Instructions for the task:
Wherever "axum" occurs in the entries, copy the line that holds it.
** The records follows **
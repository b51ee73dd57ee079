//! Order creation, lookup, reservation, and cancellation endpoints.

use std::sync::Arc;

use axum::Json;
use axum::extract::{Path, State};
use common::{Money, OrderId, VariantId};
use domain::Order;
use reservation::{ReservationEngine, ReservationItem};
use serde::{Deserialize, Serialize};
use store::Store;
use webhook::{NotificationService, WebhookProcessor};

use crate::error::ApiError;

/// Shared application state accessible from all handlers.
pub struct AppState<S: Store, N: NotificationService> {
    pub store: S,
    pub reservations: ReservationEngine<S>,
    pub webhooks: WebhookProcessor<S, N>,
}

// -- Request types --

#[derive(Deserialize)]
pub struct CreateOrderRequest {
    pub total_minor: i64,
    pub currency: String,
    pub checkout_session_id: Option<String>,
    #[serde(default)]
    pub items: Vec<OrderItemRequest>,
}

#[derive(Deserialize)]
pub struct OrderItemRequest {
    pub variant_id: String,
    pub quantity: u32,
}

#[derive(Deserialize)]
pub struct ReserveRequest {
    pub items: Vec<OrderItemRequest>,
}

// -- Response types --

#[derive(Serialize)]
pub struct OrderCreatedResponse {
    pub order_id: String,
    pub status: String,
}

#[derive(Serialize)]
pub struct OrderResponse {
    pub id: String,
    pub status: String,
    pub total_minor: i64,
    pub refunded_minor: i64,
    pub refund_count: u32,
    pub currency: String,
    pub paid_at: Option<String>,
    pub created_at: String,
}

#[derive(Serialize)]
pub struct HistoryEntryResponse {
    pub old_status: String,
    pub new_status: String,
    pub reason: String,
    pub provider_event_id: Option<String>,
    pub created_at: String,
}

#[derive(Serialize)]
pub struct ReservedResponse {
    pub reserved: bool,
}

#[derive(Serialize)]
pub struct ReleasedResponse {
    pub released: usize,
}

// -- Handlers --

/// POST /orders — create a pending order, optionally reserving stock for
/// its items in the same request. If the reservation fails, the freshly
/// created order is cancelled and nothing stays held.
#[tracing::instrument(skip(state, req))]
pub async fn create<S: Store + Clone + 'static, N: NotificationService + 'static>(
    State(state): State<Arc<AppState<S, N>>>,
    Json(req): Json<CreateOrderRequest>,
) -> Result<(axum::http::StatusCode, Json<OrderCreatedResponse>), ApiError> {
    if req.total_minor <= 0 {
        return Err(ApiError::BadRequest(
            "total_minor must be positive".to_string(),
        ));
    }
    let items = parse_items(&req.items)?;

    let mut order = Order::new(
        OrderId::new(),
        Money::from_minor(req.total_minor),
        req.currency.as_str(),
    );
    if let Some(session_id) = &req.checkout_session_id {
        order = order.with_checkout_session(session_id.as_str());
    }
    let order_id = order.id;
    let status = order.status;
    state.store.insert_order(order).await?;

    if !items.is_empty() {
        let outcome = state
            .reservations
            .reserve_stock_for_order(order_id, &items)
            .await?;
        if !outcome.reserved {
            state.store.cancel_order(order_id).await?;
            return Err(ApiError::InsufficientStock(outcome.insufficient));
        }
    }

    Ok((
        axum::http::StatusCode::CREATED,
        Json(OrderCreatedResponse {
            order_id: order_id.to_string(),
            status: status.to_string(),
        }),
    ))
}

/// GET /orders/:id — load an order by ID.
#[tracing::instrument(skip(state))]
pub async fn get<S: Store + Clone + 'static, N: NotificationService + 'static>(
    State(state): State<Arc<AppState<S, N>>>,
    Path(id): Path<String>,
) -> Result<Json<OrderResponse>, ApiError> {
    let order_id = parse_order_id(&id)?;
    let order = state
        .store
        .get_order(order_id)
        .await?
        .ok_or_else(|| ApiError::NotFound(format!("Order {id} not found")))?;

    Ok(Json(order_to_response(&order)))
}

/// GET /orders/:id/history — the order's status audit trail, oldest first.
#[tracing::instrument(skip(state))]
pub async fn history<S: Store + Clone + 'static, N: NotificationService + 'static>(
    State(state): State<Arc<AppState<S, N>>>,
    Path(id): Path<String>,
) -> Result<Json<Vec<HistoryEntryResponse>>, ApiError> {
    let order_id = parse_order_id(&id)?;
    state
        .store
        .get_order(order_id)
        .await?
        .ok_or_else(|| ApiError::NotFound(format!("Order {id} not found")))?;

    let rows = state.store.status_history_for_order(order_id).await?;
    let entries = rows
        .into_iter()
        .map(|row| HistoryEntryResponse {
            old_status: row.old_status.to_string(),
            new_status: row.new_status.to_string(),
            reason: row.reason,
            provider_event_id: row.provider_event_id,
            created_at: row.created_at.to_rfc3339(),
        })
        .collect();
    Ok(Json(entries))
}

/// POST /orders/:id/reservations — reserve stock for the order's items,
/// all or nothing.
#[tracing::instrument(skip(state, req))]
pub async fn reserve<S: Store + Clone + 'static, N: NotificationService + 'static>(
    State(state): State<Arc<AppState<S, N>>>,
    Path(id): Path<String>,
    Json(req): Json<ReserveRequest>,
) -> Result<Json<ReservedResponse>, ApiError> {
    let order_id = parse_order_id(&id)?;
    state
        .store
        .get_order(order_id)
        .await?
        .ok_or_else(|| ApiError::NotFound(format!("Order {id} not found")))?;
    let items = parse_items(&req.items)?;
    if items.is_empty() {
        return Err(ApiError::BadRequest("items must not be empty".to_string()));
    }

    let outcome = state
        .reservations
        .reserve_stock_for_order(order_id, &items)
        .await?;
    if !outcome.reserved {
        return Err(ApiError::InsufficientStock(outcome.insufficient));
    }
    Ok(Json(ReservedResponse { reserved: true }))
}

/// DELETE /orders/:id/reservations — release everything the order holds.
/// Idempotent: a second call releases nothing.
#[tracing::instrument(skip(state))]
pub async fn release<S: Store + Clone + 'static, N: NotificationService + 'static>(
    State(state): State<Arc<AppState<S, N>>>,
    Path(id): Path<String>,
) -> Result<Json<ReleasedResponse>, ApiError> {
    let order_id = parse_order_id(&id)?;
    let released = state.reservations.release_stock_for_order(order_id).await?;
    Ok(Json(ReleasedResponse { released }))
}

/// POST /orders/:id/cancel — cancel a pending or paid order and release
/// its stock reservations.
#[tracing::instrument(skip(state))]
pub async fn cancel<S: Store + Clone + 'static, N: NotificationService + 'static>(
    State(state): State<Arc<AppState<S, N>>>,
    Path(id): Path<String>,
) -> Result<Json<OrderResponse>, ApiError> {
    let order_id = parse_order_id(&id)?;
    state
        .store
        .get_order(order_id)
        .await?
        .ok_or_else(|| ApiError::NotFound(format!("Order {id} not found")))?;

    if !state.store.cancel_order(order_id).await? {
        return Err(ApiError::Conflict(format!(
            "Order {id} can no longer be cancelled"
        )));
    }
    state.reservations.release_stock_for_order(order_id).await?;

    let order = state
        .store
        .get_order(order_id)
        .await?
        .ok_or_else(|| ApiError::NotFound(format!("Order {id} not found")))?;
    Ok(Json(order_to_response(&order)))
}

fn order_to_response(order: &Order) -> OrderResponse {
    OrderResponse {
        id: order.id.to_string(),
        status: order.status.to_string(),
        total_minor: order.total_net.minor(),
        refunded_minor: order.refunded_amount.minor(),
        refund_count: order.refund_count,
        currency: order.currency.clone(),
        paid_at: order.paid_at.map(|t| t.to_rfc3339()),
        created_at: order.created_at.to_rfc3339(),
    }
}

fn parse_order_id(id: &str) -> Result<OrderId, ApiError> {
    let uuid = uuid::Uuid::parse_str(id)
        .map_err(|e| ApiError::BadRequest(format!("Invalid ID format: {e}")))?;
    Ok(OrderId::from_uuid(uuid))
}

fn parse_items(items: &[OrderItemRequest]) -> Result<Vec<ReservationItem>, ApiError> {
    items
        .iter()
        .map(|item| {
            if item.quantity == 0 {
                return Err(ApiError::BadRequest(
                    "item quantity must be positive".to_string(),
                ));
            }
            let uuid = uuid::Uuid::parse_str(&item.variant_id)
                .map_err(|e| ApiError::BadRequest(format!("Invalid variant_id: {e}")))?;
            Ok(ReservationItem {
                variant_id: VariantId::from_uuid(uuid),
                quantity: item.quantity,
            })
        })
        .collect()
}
** End of The records **
Written solution:
use axum::Json;
use axum::extract::{Path, State};
) -> Result<(axum::http::StatusCode, Json<OrderCreatedResponse>), ApiError> {
        axum::http::StatusCode::CREATED,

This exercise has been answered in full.